§ Material to process:
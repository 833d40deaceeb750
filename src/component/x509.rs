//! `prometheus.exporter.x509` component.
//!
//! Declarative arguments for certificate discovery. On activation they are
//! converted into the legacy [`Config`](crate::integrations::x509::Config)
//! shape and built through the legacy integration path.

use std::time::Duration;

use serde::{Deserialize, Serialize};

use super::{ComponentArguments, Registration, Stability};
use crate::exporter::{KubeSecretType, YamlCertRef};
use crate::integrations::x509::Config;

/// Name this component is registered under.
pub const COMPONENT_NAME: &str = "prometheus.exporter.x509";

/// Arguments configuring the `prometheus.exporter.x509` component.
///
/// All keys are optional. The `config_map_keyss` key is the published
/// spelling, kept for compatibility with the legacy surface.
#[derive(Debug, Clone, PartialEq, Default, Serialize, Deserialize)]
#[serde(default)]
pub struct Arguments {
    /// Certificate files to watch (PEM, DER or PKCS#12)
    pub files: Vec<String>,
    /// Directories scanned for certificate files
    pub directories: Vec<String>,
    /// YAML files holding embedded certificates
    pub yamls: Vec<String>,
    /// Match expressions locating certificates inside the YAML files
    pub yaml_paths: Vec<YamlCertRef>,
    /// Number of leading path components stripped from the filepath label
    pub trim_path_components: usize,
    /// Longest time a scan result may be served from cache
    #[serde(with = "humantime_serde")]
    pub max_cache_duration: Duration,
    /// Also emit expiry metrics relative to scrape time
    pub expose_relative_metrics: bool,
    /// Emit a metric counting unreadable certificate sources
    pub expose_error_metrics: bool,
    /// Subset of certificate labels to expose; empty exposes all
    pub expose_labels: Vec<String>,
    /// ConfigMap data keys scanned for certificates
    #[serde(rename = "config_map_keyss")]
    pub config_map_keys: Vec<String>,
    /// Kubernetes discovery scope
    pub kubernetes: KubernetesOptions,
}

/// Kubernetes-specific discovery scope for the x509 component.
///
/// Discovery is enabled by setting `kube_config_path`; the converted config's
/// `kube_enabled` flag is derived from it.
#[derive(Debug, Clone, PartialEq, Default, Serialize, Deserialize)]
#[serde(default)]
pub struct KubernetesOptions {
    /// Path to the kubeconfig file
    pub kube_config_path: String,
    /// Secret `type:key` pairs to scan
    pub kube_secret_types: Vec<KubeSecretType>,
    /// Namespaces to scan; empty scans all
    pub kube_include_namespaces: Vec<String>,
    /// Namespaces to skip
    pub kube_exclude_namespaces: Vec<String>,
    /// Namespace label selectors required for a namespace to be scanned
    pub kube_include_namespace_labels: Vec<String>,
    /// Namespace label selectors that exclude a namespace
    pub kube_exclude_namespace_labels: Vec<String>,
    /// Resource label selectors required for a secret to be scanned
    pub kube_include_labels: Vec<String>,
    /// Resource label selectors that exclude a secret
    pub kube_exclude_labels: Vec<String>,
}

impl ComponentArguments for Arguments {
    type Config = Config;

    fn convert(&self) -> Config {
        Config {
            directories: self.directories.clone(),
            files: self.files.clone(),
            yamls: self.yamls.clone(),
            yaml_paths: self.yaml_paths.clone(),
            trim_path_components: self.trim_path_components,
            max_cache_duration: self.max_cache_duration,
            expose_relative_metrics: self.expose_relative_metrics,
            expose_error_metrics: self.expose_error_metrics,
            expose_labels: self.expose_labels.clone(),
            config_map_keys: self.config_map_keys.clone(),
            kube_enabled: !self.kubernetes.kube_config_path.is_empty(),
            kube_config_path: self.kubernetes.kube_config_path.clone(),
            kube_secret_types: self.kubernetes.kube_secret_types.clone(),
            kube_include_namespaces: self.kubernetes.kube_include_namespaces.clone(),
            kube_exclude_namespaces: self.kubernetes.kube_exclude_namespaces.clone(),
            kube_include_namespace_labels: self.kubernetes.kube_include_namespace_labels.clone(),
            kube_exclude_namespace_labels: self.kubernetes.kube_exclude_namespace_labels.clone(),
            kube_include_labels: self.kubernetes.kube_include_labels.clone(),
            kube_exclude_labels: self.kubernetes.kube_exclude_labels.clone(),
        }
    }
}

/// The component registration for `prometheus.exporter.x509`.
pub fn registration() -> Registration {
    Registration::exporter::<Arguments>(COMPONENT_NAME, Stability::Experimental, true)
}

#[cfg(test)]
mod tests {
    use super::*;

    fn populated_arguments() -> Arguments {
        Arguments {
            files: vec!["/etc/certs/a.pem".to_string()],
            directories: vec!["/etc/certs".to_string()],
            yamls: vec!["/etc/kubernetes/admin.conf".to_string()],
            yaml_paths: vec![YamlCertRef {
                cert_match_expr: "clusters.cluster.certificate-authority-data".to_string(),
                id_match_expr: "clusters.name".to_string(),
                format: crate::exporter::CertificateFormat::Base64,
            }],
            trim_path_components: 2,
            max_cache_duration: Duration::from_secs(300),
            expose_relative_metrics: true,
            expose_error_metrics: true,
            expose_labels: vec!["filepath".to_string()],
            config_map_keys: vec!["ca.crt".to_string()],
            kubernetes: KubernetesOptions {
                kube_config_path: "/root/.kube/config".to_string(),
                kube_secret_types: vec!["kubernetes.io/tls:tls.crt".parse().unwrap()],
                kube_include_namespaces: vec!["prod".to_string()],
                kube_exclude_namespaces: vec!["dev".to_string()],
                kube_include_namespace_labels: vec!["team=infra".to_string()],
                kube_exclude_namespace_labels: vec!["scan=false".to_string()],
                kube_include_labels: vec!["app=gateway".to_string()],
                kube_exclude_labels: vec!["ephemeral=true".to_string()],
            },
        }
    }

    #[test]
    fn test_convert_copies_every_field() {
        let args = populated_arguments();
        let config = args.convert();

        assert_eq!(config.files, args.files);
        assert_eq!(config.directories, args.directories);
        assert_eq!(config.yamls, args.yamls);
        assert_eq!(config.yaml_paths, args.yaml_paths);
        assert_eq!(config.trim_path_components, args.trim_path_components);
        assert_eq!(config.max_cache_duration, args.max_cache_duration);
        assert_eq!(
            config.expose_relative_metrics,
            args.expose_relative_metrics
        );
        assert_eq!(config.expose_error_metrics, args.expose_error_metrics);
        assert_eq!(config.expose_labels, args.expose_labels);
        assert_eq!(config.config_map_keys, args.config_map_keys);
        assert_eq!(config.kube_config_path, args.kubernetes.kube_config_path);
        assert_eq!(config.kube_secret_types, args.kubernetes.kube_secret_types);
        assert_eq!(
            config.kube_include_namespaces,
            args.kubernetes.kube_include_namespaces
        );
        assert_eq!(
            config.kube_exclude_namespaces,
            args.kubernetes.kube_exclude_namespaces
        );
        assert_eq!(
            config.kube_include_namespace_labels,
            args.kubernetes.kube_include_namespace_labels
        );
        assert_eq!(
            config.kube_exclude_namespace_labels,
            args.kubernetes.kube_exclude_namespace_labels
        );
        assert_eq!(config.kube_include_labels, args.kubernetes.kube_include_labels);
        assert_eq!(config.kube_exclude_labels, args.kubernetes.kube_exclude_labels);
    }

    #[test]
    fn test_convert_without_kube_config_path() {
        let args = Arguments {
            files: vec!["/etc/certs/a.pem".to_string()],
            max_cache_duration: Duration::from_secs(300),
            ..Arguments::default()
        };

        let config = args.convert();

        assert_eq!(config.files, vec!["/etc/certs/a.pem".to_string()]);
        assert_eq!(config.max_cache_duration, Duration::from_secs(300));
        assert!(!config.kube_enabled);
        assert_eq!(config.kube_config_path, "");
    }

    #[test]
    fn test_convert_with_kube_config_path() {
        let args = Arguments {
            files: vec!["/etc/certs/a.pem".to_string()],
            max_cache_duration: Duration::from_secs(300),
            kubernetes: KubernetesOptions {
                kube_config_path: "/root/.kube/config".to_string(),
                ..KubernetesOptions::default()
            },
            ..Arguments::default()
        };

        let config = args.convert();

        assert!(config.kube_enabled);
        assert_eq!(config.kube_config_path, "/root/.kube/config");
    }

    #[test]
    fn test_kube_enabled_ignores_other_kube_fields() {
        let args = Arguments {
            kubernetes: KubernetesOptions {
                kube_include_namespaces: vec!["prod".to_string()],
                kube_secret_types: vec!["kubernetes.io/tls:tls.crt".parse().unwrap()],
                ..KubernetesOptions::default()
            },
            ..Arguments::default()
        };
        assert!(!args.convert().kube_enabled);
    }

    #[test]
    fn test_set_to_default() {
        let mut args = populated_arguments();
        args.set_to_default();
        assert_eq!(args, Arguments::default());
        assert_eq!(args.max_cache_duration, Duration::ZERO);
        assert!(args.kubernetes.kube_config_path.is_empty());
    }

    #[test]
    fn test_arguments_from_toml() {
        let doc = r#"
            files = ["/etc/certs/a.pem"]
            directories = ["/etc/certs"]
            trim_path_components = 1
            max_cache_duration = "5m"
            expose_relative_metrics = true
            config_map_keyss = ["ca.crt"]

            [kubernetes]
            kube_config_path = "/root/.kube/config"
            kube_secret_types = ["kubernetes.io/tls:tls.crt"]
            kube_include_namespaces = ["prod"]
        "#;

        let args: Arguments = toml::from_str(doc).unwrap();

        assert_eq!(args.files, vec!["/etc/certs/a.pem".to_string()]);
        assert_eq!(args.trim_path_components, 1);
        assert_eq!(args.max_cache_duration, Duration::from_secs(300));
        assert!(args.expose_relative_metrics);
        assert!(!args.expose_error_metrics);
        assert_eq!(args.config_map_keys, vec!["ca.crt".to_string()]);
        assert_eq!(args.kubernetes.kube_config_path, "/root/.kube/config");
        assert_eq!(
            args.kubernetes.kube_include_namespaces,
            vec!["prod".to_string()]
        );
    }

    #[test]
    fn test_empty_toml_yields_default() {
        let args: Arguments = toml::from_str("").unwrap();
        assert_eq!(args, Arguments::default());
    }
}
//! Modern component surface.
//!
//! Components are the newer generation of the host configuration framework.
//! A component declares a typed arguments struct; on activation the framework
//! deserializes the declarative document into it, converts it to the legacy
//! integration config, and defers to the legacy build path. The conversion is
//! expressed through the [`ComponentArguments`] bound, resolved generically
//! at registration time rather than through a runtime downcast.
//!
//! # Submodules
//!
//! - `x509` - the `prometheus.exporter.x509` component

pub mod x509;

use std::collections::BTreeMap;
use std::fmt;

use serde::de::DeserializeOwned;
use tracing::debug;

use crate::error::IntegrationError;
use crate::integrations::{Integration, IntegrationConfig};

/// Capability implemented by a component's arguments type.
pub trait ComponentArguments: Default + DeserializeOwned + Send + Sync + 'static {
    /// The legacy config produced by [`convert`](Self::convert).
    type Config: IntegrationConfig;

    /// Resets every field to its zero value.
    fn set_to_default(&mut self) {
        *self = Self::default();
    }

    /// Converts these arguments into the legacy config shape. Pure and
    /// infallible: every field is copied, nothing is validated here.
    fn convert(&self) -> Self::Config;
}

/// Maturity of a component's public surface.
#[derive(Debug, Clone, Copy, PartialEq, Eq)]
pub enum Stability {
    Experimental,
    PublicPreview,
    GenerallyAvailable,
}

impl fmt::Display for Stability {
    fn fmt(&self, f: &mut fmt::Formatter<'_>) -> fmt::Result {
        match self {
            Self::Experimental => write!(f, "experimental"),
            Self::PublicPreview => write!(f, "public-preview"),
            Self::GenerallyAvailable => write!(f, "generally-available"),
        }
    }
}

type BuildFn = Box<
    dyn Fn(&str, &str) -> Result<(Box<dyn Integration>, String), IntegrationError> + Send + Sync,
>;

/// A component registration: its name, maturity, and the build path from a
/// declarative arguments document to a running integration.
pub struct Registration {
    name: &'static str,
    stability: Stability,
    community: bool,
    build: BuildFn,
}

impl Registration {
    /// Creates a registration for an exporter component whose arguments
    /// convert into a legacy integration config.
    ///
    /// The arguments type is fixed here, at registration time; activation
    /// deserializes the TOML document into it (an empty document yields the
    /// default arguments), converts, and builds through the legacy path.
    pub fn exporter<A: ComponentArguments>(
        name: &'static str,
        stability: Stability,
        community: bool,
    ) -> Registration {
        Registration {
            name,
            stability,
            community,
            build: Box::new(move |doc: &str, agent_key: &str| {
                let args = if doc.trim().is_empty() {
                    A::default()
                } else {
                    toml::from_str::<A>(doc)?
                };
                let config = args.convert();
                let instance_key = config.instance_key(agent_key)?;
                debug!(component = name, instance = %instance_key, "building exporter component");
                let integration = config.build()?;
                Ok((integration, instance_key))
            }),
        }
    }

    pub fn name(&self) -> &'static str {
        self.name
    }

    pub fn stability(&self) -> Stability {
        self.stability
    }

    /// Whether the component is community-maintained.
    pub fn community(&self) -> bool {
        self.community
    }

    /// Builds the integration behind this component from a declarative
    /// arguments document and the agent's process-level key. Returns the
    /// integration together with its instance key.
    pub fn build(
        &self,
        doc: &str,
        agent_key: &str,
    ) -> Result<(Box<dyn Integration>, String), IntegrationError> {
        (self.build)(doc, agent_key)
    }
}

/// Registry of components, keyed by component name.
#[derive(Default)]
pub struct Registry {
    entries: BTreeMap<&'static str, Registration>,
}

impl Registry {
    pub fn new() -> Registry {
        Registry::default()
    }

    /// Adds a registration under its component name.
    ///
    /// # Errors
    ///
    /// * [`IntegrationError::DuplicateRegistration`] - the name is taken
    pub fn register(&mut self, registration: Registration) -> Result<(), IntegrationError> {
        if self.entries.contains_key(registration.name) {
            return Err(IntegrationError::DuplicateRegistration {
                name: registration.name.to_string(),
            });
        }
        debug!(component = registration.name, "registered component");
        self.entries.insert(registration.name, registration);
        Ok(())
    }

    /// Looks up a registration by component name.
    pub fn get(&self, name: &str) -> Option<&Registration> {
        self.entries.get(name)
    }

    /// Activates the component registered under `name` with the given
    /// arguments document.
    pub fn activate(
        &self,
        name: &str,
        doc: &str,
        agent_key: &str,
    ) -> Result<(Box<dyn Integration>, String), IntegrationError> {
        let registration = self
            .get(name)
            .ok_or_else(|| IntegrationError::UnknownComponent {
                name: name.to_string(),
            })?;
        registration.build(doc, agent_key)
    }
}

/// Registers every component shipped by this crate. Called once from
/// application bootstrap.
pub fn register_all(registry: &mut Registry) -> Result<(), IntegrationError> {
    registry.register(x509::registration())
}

§ What you will do:
Lines in the material above that include the string "IntegrationConfig" should be listed.

§ Result of the exercise:
use crate::integrations::{Integration, IntegrationConfig};
    type Config: IntegrationConfig;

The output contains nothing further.